• **Aim of the exercise**
Write out all of the entries below word for word.

• **Given data**
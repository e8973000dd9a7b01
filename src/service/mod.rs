//! Projects service client
//!
//! [`ProjectsClient`] exposes one method per API endpoint and a pager
//! constructor for each list endpoint.

mod client;
mod options;
mod pagers;

pub use client::ProjectsClient;
pub use options::{
    CreateProjectEnvironmentOptions, CreateProjectOptions, DeleteConfigOptions,
    DeleteProjectEnvironmentOptions, DeleteProjectOptions, GetConfigOptions,
    GetProjectEnvironmentOptions, GetProjectOptions, ListConfigsOptions,
    ListProjectEnvironmentsOptions, ListProjectsOptions, UpdateProjectEnvironmentOptions,
    UpdateProjectOptions,
};
pub use pagers::{
    ConfigsFetcher, ConfigsPager, ProjectEnvironmentsFetcher, ProjectEnvironmentsPager,
    ProjectsFetcher, ProjectsPager,
};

• **Response below**
repository e8973000dd9a7b01
filename src/service/mod.rs
//! Projects service client
//!
//! [`ProjectsClient`] exposes one method per API endpoint and a pager
//! constructor for each list endpoint.

mod client;
mod options;
mod pagers;

pub use client::ProjectsClient;
pub use options::{
    CreateProjectEnvironmentOptions, CreateProjectOptions, DeleteConfigOptions,
    DeleteProjectEnvironmentOptions, DeleteProjectOptions, GetConfigOptions,
    GetProjectEnvironmentOptions, GetProjectOptions, ListConfigsOptions,
    ListProjectEnvironmentsOptions, ListProjectsOptions, UpdateProjectEnvironmentOptions,
    UpdateProjectOptions,
};
pub use pagers::{
    ConfigsFetcher, ConfigsPager, ProjectEnvironmentsFetcher, ProjectEnvironmentsPager,
    ProjectsFetcher, ProjectsPager,
};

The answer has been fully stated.